* Task description:
Please print the entries below exactly, from the line with "assert!(ControllerVersion::new(3, 1) <" through the line with "velocity: impl IntoIterator<Item", including both of those lines and leaving out all others.

START Information

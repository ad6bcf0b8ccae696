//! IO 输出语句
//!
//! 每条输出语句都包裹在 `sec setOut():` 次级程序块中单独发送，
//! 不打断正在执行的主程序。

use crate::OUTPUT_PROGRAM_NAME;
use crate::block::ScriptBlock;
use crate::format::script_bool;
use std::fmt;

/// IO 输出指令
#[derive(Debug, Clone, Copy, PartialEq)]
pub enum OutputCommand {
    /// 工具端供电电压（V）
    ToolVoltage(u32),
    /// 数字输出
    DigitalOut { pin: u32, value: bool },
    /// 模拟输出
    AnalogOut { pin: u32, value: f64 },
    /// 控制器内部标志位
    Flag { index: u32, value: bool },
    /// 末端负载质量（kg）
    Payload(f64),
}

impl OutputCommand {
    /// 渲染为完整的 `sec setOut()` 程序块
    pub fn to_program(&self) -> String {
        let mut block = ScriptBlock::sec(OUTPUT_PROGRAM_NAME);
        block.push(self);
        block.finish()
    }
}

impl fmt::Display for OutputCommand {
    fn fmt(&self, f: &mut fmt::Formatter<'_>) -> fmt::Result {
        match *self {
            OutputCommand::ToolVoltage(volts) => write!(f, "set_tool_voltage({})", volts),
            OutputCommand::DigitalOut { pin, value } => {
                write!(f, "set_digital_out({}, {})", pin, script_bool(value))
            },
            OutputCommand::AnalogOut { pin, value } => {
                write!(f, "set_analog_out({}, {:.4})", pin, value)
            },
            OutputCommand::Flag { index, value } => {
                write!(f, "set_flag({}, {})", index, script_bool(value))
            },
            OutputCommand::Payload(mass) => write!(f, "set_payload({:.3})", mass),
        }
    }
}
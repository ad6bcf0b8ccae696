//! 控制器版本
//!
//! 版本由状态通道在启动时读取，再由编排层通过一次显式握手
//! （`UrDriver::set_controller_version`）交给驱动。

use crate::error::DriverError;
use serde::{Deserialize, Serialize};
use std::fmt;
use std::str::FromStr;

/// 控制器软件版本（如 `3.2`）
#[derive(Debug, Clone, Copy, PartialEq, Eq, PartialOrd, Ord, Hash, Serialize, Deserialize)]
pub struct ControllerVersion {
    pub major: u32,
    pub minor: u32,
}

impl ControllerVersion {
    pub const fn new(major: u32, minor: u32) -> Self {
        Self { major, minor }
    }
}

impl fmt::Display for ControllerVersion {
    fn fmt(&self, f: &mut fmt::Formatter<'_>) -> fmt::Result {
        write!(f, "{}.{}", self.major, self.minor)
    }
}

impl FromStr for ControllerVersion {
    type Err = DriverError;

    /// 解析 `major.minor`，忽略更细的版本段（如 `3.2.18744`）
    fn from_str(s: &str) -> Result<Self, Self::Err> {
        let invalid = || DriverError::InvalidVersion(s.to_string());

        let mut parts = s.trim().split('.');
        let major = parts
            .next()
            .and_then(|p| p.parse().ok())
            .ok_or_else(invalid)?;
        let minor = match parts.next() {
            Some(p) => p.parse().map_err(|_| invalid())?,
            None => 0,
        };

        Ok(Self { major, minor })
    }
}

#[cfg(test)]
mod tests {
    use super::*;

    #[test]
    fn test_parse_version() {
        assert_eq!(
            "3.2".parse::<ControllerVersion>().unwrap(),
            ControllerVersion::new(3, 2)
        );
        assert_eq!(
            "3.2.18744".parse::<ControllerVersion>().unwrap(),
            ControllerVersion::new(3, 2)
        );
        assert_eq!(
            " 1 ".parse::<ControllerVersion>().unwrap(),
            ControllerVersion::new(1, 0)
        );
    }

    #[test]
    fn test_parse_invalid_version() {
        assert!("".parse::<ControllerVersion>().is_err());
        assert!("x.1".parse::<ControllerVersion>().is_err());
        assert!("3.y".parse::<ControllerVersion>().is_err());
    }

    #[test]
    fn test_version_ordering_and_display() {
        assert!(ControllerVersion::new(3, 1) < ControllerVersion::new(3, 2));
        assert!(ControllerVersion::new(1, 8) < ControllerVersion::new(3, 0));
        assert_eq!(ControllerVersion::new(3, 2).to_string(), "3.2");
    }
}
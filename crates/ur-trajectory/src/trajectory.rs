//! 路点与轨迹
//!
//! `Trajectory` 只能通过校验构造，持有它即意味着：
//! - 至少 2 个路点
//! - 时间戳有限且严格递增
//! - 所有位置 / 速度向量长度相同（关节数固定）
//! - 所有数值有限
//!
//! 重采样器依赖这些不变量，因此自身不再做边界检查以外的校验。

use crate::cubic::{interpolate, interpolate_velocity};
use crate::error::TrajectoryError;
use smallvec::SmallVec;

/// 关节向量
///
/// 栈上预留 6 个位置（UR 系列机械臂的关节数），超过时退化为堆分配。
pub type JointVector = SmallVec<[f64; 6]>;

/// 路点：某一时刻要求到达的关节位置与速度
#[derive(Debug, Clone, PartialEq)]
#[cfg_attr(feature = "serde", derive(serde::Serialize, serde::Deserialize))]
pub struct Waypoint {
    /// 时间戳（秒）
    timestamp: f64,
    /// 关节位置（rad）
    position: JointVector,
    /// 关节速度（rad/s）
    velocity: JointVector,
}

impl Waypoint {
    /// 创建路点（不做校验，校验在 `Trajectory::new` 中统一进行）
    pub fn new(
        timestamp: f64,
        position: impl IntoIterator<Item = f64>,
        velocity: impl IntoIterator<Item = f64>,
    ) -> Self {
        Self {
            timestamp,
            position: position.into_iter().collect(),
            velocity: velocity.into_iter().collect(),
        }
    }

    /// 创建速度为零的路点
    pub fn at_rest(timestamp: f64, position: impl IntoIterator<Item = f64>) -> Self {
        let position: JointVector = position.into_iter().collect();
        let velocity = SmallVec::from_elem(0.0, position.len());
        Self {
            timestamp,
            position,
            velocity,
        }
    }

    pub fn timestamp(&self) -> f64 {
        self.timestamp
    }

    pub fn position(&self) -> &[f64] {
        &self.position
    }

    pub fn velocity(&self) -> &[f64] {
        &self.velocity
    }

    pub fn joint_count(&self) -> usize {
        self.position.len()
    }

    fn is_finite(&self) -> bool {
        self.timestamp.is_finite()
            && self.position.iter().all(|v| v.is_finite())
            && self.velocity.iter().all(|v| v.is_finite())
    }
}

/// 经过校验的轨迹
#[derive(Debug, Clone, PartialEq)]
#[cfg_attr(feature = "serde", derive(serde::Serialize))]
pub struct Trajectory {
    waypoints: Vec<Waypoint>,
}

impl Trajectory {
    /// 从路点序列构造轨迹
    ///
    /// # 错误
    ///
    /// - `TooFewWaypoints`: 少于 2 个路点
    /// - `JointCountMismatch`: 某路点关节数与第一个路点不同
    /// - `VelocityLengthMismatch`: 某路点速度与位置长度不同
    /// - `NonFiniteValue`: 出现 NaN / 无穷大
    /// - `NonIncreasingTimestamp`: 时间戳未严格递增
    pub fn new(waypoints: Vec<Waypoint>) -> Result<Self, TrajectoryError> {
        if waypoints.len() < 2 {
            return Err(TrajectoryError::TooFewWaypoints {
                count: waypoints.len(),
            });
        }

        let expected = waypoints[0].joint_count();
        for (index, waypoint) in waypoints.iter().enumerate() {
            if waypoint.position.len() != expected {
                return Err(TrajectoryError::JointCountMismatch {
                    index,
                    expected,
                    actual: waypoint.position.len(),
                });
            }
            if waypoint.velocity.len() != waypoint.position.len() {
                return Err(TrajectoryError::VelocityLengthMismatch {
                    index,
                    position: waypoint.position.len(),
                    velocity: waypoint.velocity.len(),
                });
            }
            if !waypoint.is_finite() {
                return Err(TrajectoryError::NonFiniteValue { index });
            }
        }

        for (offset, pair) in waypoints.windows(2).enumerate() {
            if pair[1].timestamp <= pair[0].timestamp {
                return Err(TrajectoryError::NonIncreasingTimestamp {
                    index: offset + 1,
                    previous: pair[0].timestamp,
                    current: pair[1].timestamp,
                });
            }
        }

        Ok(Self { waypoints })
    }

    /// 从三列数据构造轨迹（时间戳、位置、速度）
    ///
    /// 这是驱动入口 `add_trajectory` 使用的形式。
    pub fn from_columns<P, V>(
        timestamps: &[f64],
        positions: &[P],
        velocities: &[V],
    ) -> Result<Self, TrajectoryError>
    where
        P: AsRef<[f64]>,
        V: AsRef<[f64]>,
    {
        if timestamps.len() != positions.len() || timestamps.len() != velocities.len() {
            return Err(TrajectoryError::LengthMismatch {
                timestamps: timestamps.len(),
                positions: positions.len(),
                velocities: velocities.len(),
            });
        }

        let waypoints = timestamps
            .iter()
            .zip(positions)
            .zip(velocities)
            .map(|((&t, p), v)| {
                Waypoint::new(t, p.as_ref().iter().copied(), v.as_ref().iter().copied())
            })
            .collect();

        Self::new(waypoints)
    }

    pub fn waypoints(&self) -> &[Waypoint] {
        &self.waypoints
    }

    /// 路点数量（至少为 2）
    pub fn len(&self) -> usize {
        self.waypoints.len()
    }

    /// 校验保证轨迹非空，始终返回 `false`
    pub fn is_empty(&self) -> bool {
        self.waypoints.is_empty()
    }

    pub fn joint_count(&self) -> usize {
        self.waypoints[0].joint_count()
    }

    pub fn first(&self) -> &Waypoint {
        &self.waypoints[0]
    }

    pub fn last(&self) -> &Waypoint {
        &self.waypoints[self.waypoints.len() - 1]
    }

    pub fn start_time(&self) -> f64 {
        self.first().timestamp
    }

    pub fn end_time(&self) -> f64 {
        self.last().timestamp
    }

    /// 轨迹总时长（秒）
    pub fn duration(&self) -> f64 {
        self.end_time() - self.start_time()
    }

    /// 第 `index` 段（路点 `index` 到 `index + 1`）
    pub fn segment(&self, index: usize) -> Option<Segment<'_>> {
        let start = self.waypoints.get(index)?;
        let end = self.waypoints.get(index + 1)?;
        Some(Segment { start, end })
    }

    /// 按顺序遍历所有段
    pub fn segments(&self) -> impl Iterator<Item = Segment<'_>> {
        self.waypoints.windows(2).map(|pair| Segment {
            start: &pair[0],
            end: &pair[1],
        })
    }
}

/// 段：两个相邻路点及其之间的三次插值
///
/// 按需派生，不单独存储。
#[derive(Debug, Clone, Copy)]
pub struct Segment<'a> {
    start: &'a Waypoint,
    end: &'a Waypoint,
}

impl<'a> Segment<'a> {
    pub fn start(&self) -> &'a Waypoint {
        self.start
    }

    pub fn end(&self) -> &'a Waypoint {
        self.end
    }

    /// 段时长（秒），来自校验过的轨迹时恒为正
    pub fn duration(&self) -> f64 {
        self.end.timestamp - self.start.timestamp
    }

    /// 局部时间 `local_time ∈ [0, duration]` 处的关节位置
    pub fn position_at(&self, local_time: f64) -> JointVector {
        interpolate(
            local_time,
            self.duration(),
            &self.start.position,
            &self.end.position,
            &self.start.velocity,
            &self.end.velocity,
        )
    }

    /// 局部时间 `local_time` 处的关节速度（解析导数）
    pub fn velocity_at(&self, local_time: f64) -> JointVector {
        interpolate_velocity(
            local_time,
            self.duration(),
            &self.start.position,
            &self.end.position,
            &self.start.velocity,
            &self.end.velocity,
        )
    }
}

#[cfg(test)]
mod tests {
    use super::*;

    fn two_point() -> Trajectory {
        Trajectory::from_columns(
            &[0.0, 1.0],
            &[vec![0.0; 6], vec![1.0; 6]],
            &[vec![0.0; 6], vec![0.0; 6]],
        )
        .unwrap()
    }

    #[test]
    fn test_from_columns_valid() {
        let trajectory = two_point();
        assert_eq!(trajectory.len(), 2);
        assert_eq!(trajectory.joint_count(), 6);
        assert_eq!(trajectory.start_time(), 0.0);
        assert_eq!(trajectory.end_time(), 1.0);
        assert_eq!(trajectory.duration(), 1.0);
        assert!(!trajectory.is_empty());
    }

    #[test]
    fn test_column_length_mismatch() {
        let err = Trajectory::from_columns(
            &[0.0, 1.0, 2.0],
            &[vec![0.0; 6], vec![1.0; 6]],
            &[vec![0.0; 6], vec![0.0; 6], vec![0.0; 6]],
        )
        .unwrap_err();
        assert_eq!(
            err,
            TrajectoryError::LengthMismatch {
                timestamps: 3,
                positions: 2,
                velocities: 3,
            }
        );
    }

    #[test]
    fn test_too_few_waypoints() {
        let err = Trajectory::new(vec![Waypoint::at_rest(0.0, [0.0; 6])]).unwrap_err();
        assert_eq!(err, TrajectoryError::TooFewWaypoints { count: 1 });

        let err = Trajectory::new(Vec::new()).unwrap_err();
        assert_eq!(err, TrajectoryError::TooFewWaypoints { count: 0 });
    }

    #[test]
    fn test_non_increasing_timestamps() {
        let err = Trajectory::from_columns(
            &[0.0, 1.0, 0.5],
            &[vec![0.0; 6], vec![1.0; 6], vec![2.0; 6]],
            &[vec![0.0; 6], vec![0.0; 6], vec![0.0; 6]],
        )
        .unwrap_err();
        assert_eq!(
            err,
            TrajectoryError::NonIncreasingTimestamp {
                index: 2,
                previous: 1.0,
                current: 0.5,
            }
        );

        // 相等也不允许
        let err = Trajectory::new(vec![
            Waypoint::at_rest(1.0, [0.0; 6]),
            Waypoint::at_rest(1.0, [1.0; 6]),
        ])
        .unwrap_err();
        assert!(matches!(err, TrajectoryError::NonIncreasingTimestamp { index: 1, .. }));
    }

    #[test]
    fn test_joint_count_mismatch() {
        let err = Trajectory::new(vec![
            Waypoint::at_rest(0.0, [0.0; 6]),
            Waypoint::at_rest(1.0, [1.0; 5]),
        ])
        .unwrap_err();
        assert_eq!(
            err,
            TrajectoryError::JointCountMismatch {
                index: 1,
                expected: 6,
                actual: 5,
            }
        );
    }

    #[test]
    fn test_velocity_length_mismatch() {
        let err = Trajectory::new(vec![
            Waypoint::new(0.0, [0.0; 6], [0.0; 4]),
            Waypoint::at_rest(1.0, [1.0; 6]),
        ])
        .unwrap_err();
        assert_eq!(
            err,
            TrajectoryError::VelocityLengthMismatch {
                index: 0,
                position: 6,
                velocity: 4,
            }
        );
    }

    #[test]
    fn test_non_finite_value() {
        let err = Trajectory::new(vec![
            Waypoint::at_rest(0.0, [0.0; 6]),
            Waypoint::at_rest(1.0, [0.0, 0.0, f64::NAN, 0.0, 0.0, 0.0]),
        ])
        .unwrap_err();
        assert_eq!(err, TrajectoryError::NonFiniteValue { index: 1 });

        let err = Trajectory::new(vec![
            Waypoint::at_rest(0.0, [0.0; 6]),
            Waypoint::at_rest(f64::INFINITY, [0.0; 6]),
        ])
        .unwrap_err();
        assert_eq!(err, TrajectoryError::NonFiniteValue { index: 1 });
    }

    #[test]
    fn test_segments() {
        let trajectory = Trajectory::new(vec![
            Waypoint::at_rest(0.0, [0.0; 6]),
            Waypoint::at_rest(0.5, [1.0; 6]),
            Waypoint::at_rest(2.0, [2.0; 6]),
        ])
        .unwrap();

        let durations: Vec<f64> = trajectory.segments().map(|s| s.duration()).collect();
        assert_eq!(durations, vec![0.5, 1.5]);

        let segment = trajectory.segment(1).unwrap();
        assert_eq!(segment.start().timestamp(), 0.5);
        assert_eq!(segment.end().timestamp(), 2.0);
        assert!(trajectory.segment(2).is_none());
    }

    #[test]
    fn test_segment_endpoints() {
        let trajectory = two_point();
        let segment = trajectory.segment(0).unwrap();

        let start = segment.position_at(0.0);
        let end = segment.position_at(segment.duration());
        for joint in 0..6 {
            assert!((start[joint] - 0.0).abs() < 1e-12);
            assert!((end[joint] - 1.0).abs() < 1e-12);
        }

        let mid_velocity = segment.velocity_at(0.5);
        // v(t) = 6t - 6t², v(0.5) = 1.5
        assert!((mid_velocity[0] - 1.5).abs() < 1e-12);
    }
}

END Information

* Solved problem:
        assert!(ControllerVersion::new(3, 1) < ControllerVersion::new(3, 2));
        assert!(ControllerVersion::new(1, 8) < ControllerVersion::new(3, 0));
        assert_eq!(ControllerVersion::new(3, 2).to_string(), "3.2");
    }
}
filename crates/ur-trajectory/src/trajectory.rs
//! 路点与轨迹
//!
//! `Trajectory` 只能通过校验构造，持有它即意味着：
//! - 至少 2 个路点
//! - 时间戳有限且严格递增
//! - 所有位置 / 速度向量长度相同（关节数固定）
//! - 所有数值有限
//!
//! 重采样器依赖这些不变量，因此自身不再做边界检查以外的校验。

use crate::cubic::{interpolate, interpolate_velocity};
use crate::error::TrajectoryError;
use smallvec::SmallVec;

/// 关节向量
///
/// 栈上预留 6 个位置（UR 系列机械臂的关节数），超过时退化为堆分配。
pub type JointVector = SmallVec<[f64; 6]>;

/// 路点：某一时刻要求到达的关节位置与速度
#[derive(Debug, Clone, PartialEq)]
#[cfg_attr(feature = "serde", derive(serde::Serialize, serde::Deserialize))]
pub struct Waypoint {
    /// 时间戳（秒）
    timestamp: f64,
    /// 关节位置（rad）
    position: JointVector,
    /// 关节速度（rad/s）
    velocity: JointVector,
}

impl Waypoint {
    /// 创建路点（不做校验，校验在 `Trajectory::new` 中统一进行）
    pub fn new(
        timestamp: f64,
        position: impl IntoIterator<Item = f64>,
        velocity: impl IntoIterator<Item = f64>,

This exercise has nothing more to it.